REQUIRED WORK: Your answer must contain each line of the listing in which "unsupported" appears, copied in full.

SOURCE MATERIAL:

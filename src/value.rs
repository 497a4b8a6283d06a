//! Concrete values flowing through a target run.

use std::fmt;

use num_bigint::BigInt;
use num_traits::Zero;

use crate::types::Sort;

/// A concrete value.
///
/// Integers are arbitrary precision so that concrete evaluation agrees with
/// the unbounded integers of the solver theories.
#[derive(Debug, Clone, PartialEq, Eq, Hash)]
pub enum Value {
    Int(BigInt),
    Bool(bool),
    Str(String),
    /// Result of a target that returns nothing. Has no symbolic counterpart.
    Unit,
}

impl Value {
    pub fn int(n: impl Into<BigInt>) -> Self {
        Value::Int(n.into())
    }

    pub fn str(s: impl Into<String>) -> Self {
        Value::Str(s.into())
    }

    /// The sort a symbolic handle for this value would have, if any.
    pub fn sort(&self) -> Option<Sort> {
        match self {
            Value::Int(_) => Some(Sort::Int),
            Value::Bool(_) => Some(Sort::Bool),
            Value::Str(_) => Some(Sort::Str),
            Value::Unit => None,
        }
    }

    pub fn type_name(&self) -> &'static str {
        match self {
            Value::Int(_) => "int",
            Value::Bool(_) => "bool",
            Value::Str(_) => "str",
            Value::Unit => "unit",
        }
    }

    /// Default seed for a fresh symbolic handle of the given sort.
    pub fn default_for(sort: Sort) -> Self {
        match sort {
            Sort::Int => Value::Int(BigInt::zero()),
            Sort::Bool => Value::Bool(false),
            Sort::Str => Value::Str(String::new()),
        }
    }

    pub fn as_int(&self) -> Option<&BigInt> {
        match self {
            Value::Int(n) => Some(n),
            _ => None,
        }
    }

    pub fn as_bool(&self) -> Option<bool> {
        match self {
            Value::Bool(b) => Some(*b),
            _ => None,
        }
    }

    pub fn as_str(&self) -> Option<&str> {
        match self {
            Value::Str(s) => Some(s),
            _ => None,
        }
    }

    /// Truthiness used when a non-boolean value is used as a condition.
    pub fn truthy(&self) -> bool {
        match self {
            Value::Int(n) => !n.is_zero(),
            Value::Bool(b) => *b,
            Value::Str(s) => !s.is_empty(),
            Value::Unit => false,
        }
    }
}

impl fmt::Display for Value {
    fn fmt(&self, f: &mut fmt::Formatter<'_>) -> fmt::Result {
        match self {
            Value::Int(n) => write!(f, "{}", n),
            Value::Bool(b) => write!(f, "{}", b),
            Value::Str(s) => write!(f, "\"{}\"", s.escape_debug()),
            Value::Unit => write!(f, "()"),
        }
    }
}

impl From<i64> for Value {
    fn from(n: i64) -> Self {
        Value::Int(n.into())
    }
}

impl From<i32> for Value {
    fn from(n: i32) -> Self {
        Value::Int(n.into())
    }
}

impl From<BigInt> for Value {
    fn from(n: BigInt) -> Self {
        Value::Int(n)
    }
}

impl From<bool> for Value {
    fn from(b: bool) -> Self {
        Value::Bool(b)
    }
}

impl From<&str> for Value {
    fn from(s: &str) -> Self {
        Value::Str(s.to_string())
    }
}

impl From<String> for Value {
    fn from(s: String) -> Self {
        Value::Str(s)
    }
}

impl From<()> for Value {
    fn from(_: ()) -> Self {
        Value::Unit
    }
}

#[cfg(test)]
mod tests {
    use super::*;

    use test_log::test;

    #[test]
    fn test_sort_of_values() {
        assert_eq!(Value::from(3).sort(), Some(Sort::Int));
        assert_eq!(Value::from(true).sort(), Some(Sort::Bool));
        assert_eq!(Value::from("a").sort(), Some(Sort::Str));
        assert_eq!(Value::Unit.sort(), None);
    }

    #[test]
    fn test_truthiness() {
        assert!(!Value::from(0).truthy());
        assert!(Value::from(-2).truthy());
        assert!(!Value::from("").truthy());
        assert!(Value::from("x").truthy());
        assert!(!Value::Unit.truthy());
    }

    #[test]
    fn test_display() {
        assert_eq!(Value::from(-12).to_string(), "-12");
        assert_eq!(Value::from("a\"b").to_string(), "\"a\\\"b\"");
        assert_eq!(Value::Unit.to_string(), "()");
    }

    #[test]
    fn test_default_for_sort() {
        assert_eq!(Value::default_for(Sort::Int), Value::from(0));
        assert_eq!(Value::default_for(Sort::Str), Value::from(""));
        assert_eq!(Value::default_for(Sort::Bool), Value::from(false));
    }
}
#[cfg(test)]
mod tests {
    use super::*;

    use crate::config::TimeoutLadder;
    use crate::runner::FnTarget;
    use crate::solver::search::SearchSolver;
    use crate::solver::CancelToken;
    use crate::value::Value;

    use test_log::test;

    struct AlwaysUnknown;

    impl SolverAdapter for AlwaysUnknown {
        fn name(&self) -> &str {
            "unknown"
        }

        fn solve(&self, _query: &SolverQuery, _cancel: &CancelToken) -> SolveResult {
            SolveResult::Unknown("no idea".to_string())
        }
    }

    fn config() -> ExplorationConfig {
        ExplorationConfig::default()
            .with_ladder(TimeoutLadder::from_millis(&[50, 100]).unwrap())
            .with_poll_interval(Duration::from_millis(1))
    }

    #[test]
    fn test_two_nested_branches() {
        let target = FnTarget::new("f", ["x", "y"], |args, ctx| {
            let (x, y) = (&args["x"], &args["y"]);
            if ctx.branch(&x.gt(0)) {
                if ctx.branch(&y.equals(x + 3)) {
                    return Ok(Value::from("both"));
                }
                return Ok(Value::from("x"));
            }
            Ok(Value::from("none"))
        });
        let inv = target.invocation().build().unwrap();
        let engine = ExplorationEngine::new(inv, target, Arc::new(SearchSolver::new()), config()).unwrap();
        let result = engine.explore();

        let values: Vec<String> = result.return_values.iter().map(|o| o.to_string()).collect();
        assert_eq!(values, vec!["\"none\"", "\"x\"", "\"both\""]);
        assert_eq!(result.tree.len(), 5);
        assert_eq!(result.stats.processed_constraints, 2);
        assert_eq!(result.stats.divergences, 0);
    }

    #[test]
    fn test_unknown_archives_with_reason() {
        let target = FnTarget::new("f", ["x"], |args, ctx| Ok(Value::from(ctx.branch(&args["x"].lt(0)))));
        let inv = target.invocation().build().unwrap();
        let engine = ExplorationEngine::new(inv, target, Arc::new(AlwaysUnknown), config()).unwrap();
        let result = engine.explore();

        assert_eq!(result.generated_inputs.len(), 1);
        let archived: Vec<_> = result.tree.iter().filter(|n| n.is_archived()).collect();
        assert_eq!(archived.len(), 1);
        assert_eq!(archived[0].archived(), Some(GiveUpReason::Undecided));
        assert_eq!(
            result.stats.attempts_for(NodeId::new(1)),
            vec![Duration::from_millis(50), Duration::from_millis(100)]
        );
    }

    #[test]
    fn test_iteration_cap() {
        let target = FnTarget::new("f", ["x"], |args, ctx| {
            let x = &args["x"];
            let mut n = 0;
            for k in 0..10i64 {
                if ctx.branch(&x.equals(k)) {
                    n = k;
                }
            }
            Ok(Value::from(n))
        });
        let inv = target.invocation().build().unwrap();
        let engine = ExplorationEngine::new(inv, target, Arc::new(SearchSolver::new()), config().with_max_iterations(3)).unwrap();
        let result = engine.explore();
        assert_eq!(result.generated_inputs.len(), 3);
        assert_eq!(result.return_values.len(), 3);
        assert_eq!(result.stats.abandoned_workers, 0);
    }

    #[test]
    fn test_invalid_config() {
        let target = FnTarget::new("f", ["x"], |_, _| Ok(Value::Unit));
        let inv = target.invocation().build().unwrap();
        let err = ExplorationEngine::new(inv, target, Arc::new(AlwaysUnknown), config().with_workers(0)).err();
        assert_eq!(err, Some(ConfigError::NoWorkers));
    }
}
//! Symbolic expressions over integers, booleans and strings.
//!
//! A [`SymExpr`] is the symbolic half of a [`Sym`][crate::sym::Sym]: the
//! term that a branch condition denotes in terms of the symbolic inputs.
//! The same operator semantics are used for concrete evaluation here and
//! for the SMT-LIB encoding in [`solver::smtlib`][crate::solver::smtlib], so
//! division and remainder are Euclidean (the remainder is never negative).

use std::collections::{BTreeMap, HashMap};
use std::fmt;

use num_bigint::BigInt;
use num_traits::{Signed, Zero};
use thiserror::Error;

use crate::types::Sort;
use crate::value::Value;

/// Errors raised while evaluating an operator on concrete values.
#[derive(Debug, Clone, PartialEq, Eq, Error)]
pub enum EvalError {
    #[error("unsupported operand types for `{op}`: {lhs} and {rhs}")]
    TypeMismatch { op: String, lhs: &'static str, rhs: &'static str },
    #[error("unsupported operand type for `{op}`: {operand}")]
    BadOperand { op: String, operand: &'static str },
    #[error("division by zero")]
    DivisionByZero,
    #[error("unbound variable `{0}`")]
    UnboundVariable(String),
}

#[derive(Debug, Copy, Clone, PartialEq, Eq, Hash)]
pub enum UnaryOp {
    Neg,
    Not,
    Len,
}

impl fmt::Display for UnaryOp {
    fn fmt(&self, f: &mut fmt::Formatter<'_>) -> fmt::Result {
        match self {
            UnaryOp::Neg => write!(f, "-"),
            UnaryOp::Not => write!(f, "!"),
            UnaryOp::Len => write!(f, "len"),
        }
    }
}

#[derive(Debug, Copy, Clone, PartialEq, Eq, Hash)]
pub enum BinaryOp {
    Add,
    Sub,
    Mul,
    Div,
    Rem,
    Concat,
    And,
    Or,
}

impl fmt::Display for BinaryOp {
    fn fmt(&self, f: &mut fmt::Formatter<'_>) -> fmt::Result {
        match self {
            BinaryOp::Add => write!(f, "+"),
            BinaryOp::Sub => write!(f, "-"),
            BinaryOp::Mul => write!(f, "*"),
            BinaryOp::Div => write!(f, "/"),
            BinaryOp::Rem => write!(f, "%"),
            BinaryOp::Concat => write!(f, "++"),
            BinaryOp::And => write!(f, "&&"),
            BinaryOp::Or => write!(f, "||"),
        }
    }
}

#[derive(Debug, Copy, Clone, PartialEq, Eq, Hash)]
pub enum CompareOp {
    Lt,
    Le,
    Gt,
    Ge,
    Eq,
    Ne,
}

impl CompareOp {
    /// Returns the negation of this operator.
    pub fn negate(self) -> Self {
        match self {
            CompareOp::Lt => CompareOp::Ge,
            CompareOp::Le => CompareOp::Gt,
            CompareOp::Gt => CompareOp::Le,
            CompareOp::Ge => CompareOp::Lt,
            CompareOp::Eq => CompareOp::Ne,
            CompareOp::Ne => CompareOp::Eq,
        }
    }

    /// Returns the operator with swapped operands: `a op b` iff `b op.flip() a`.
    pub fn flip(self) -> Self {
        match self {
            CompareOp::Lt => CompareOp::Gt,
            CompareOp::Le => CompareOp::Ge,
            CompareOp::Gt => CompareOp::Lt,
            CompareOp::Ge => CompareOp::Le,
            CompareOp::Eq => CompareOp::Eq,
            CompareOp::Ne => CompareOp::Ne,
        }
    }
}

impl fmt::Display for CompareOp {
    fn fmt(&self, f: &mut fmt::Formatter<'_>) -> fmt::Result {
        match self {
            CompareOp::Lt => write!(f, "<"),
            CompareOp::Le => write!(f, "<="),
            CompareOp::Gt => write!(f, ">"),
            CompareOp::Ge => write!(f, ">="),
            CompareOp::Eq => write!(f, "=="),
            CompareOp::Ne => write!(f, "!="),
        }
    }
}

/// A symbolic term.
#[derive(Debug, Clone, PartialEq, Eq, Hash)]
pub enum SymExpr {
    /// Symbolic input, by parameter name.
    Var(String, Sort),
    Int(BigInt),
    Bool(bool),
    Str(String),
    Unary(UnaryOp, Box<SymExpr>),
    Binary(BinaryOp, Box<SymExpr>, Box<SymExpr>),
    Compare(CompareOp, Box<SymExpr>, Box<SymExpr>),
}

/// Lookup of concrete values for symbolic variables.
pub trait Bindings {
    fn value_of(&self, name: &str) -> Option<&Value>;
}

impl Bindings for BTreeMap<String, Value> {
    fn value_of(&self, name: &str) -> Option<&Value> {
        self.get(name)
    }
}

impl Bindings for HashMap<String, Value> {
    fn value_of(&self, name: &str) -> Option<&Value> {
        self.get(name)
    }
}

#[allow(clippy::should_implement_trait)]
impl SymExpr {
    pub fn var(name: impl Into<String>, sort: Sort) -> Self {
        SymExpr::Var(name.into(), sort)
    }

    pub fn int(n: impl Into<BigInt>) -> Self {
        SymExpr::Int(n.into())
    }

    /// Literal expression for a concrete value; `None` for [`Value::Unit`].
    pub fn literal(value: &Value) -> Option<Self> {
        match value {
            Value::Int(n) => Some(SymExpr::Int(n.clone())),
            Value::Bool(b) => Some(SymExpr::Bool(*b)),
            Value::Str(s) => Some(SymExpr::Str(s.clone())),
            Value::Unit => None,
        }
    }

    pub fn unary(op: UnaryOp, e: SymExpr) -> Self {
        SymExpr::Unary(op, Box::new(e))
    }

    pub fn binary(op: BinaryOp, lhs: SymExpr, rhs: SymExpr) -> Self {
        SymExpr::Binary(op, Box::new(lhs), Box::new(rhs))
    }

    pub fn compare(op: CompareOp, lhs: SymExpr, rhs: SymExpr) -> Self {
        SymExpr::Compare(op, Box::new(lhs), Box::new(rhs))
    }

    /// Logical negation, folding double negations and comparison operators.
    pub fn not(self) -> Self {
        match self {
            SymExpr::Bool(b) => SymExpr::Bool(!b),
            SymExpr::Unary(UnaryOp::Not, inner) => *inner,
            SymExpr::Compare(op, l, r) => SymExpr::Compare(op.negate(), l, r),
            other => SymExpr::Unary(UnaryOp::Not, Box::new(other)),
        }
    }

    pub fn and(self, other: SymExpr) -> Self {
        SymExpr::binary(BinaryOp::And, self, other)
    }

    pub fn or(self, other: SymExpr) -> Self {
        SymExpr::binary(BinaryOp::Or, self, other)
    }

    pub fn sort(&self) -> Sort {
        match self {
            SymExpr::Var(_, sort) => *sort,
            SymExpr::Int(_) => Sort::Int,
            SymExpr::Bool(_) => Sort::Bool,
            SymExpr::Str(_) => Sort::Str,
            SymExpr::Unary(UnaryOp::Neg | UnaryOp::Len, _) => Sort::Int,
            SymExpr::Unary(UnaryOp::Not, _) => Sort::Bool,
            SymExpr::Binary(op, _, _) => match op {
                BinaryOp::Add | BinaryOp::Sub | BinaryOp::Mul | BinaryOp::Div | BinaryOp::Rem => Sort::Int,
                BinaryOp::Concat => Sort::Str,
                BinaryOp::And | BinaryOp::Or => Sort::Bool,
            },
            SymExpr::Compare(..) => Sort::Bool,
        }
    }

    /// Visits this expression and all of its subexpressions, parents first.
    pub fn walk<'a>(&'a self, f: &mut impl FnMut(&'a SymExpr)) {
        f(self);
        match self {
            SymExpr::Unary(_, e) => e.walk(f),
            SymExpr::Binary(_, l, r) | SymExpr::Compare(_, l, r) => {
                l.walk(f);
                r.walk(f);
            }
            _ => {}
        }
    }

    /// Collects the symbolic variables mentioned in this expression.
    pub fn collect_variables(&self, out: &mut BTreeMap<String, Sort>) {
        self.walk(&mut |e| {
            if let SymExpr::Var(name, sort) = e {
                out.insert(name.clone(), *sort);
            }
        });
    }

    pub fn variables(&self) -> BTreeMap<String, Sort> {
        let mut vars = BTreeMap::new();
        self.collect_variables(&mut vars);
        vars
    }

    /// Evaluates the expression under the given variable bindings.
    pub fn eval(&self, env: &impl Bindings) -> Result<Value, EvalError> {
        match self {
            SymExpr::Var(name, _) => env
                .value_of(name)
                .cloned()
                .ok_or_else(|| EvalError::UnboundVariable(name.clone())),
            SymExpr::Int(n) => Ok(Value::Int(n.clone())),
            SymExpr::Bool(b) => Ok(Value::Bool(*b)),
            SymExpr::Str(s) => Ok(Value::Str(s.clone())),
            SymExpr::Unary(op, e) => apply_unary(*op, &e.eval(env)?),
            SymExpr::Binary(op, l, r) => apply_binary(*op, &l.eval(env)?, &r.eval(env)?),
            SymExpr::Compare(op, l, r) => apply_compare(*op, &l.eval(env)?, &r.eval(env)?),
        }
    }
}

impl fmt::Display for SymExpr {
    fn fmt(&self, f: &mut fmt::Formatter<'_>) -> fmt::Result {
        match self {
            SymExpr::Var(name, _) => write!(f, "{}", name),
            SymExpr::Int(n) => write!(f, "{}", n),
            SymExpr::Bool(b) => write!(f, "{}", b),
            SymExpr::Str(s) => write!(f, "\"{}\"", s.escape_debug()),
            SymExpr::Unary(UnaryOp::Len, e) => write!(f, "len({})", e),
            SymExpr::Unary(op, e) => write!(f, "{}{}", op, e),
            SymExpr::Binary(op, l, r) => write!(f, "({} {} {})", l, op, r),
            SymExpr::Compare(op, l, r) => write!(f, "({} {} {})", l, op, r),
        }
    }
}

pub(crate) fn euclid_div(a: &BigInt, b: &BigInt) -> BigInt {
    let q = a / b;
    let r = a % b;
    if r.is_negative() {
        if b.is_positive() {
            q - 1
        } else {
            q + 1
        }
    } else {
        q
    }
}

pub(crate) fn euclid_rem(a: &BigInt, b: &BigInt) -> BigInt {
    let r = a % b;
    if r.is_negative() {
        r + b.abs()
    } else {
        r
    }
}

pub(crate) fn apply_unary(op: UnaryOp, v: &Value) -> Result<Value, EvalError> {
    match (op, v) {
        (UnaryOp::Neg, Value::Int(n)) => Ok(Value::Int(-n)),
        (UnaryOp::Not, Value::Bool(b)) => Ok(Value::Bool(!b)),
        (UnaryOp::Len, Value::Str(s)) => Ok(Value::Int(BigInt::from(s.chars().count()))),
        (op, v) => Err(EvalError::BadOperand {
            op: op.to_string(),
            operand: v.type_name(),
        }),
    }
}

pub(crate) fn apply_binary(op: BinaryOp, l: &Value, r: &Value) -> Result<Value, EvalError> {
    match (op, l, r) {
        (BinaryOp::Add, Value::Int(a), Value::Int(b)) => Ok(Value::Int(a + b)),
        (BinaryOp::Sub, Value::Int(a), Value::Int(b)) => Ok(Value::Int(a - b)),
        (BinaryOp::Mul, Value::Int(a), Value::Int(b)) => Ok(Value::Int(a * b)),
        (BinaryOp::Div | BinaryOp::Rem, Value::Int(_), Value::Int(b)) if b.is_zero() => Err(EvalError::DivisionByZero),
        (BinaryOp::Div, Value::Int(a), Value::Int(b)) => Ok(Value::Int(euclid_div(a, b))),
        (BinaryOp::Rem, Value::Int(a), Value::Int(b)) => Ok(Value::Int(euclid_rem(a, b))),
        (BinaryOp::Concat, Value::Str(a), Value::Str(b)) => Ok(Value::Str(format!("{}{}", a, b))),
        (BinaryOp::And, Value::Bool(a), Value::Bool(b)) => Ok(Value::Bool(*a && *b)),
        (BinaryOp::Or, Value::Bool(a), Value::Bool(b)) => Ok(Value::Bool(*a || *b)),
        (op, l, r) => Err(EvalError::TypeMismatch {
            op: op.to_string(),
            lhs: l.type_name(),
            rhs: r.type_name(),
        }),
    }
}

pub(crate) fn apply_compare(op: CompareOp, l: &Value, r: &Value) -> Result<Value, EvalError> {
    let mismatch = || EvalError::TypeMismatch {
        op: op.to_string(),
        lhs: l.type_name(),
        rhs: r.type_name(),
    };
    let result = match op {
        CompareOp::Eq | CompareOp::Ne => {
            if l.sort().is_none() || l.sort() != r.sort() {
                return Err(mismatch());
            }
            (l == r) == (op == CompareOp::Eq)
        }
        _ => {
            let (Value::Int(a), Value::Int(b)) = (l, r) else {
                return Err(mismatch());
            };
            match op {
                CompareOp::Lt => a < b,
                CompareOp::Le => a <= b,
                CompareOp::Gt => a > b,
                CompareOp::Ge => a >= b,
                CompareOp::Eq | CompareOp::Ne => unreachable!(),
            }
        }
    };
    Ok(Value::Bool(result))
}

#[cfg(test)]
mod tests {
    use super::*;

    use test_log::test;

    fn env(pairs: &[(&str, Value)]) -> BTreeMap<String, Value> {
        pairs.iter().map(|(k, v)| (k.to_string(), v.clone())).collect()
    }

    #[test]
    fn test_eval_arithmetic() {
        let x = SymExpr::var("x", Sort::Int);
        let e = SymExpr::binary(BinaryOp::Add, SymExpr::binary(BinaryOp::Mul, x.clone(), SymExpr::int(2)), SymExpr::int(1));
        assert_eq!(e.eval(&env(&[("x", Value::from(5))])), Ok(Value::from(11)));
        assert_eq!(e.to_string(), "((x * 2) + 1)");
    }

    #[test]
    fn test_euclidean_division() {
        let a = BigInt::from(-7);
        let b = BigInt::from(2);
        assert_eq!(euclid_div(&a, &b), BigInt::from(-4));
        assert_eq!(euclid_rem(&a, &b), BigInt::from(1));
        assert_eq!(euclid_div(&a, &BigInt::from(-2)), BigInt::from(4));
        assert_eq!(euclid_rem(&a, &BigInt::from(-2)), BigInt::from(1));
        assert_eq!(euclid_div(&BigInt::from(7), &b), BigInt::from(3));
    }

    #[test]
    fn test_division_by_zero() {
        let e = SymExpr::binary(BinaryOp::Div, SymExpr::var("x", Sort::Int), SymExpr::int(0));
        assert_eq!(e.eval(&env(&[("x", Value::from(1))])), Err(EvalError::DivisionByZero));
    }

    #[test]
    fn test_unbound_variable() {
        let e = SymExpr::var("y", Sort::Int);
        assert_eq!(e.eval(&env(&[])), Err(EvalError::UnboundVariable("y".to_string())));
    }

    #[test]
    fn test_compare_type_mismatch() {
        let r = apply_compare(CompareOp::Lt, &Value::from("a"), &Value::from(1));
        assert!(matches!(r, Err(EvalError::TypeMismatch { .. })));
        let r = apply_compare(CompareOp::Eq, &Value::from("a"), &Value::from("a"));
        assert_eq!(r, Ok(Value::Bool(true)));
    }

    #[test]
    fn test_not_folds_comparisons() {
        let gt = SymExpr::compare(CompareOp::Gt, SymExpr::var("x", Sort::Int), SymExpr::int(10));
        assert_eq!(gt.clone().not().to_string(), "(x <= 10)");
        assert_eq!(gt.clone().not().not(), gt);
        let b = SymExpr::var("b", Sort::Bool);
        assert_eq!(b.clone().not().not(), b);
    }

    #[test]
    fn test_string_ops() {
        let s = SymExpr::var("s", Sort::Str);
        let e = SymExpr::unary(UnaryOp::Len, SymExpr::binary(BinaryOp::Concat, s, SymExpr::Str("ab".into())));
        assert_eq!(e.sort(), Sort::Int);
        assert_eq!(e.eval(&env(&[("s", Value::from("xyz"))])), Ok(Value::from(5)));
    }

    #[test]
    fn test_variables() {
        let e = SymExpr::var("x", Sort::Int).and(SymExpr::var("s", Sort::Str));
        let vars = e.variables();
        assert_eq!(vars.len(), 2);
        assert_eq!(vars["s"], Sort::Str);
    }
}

YOUR SOLUTION:
    #[error("unsupported operand types for `{op}`: {lhs} and {rhs}")]
    #[error("unsupported operand type for `{op}`: {operand}")]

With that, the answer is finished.